According to just about everybody, Teddy Kennedy represented the “soul” of the 
Democratic party, which presumably refers to his long-professed concern the poor 
and the weak. Now that that soul is safely buried, the Dems can move on to the 
important stuff, like preserving Wall Street power and escalating the war in 
Afghanistan.

Let’s inspect that soul a little more closely though. I’ve never been inclined 
to hold my tongue about the recently departed. Well, yes, in personal life, but 
certainly not public life—especially in the midst of one of these orchestrated 
rituals of national morning that have become so damned compuslory since Ronald 
Reagan went on to his reward.

Sure, Teddy had his virtues, especially in contrast to his older brother John, 
who could wage imperialist war with the best of them, and who’s revered by 
supply siders as their political ancestor. (Since we’re talking politics, not 
personality, let’s bracket that little incident where he drunkenly drove a woman 
to her death, left the scene of the crime, and then dispatched a family laywer 
to get to the Kopechne family before the press did.
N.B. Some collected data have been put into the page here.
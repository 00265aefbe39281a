//! GitHub API client for ghtools.
//!
//! This crate exposes GitHub operations as agent tools and carries the
//! infrastructure every one of them depends on: rate limiting, retries, and
//! uniform error reporting.
//!
//! # Overview
//!
//! Bottom-up, the crate provides:
//!
//! - [`timeout`]: [`SafeTimeout`], the cancellable delay behind every wait
//! - [`rate_limit`]: [`RateLimiter`], tracking GitHub's quota window and
//!   throttling callers before it runs out
//! - [`retry`]: [`RetryExecutor`], retrying transient failures with
//!   exponential backoff
//! - [`facade`]: [`RemoteOperations`], folding every outcome into an
//!   [`OperationResult`](ghtools_protocol::OperationResult)
//! - [`client`]: [`GitHubClient`], the octocrab-backed transport
//! - [`GitHubTools`]: the tools themselves, one module per entity
//!
//! # Authentication
//!
//! The client supports both authenticated and unauthenticated access:
//!
//! - **Authenticated**: 5,000 requests/hour, access to private repos
//! - **Unauthenticated**: 60 requests/hour, public repos only
//!
//! Tokens are handled using [`secrecy::SecretString`] to prevent accidental
//! logging of credentials.
//!
//! # Sharing the limiter
//!
//! One [`RateLimiter`] should exist per process. Every [`RemoteOperations`]
//! built from it (and every clone) shares the same quota state, so
//! concurrent tools throttle together:
//!
//! ```no_run
//! use std::sync::Arc;
//! use ghtools_config::Config;
//! use ghtools_github::{GitHubClient, GitHubTools, RateLimiter, RemoteOperations, RetryPolicy};
//!
//! # async fn example() -> ghtools_github::Result<()> {
//! let config = Config::default();
//! let limiter = Arc::new(RateLimiter::new(config.rate_limit.clone()));
//! let operations = RemoteOperations::new(limiter.clone(), RetryPolicy::from_config(&config.retry));
//!
//! let tools = GitHubTools::new(GitHubClient::new(None).await?, operations);
//! let result = tools.list_branches("rust-lang", "rust", 10).await;
//! println!("{}", serde_json::to_string(&result).unwrap());
//!
//! // Abort any pending waits, e.g. on Ctrl-C.
//! limiter.shutdown();
//! # Ok(())
//! # }
//! ```

pub mod api;
mod branch;
pub mod client;
mod content;
pub mod error;
pub mod facade;
mod issue;
mod pull_request;
pub mod rate_limit;
mod release;
mod repository;
pub mod retry;
pub mod timeout;
mod tools;

pub use client::GitHubClient;
pub use error::{Error, Result};
pub use facade::RemoteOperations;
pub use issue::{IssueState, ListIssuesOptions, NewIssue};
pub use pull_request::{MergeMethod, MergeOptions};
pub use rate_limit::{RateLimitState, RateLimiter};
pub use release::NewRelease;
pub use repository::NewRepository;
pub use retry::{RetryExecutor, RetryPolicy};
pub use timeout::{SafeTimeout, TimeoutHandle, TimeoutOutcome};
pub use tools::GitHubTools;
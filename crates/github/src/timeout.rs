//! Cancellable delays.
//!
//! Every wait in this crate (rate limit resets, quota rejections, retry
//! backoff) goes through [`SafeTimeout`], so a pending wait can always be
//! abandoned without leaving a timer behind. A timeout either elapses or is
//! cancelled first, never both, and the underlying timer is dropped as soon
//! as [`SafeTimeout::wait`] returns.

use std::time::Duration;

use tokio_util::sync::CancellationToken;
use tracing::{debug, trace};

/// How a [`SafeTimeout`] finished.
#[derive(Debug, Clone, Copy, PartialEq, Eq)]
pub enum TimeoutOutcome {
    /// The full duration elapsed.
    Elapsed,
    /// The timeout was cancelled before it fired.
    Cancelled,
}

/// A delay that can be cancelled before it fires.
///
/// # Examples
///
/// ```
/// use std::time::Duration;
/// use ghtools_github::timeout::{SafeTimeout, TimeoutOutcome};
///
/// # #[tokio::main(flavor = "current_thread")]
/// # async fn main() {
/// let timeout = SafeTimeout::new(Duration::from_secs(30), "example");
/// let handle = timeout.handle();
///
/// handle.cancel();
/// handle.cancel(); // idempotent
///
/// assert_eq!(timeout.wait().await, TimeoutOutcome::Cancelled);
/// # }
/// ```
#[derive(Debug)]
pub struct SafeTimeout {
    duration: Duration,
    label: String,
    token: CancellationToken,
}

impl SafeTimeout {
    /// Creates a timeout that only its own handles can cancel.
    #[must_use]
    pub fn new(duration: Duration, label: impl Into<String>) -> Self {
        Self {
            duration,
            label: label.into(),
            token: CancellationToken::new(),
        }
    }

    /// Creates a timeout that is also cancelled when `parent` is.
    ///
    /// Cancelling the timeout itself never cancels the parent.
    #[must_use]
    pub fn with_parent(
        duration: Duration,
        label: impl Into<String>,
        parent: &CancellationToken,
    ) -> Self {
        Self {
            duration,
            label: label.into(),
            token: parent.child_token(),
        }
    }

    /// Returns a handle that can cancel this timeout from elsewhere.
    #[must_use]
    pub fn handle(&self) -> TimeoutHandle {
        TimeoutHandle {
            token: self.token.clone(),
        }
    }

    /// Returns the configured duration.
    #[must_use]
    pub fn duration(&self) -> Duration {
        self.duration
    }

    /// Returns the label used in log output.
    #[must_use]
    pub fn label(&self) -> &str {
        &self.label
    }

    /// Waits for the timeout to elapse or be cancelled.
    ///
    /// If cancellation and expiry race, cancellation wins.
    pub async fn wait(self) -> TimeoutOutcome {
        if self.token.is_cancelled() {
            debug!(label = %self.label, "timeout cancelled before it started");
            return TimeoutOutcome::Cancelled;
        }

        trace!(label = %self.label, duration = ?self.duration, "timeout started");
        let outcome = tokio::select! {
            biased;
            () = self.token.cancelled() => TimeoutOutcome::Cancelled,
            () = tokio::time::sleep(self.duration) => TimeoutOutcome::Elapsed,
        };

        match outcome {
            TimeoutOutcome::Elapsed => trace!(label = %self.label, "timeout elapsed"),
            TimeoutOutcome::Cancelled => debug!(label = %self.label, "timeout cancelled"),
        }
        outcome
    }
}

/// A cloneable handle that cancels a [`SafeTimeout`].
#[derive(Debug, Clone)]
pub struct TimeoutHandle {
    token: CancellationToken,
}

impl TimeoutHandle {
    /// Cancels the timeout.
    ///
    /// Only the first call has an effect; calling this after the timeout
    /// elapsed does nothing.
    pub fn cancel(&self) {
        self.token.cancel();
    }

    /// Returns `true` once [`cancel`](Self::cancel) has been called, or the
    /// parent token was cancelled.
    #[must_use]
    pub fn is_cancelled(&self) -> bool {
        self.token.is_cancelled()
    }
}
One can only imagine what 
went on at that meeting.) Let’s just look at Teddy’s role in one of the greatest 
assaults on working class living standards of the modern neoliberal era, 
transport deregulation.

Once upon a time, working for an airline or driving a truck was a pretty good 
way to make a living without an advanced degree: union jobs with high pay and 
decent benefits. A major reason for that is that both industries were federally 
regulated, with competition kept to a minimum. Starting in the early 1970s, an 
odd coalition of right-wingers, mainstream economists, liberals, and consumer 
advocates (including Ralph Nader) began agitating for the deregulation of these 
industries. All agreed that competition would bring down prices and improve service.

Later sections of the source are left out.